Your objective: Report every line below that has the string "false" in it.

Available data:
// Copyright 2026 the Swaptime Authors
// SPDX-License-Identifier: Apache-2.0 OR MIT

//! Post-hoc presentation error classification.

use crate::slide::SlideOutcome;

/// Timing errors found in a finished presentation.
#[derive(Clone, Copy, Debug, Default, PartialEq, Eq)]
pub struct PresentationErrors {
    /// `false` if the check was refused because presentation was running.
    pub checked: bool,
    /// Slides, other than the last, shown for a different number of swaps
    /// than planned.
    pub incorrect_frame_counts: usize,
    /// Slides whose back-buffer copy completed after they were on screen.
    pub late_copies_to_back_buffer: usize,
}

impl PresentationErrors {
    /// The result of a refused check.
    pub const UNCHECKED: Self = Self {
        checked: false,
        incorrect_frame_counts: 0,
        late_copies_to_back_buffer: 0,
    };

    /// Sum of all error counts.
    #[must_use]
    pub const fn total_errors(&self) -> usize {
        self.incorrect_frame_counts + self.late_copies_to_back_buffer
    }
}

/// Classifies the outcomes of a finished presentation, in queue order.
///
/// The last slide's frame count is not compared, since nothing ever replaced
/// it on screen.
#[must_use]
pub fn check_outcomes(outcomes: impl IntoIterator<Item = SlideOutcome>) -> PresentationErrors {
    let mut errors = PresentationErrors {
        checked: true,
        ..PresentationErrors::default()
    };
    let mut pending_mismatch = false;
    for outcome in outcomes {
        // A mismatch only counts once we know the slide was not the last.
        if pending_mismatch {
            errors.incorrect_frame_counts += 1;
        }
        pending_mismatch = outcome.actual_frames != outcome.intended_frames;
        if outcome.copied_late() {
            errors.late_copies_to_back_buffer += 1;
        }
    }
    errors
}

Solution for this problem:
    /// `false` if the check was refused because presentation was running.
        checked: false,
    let mut pending_mismatch = false;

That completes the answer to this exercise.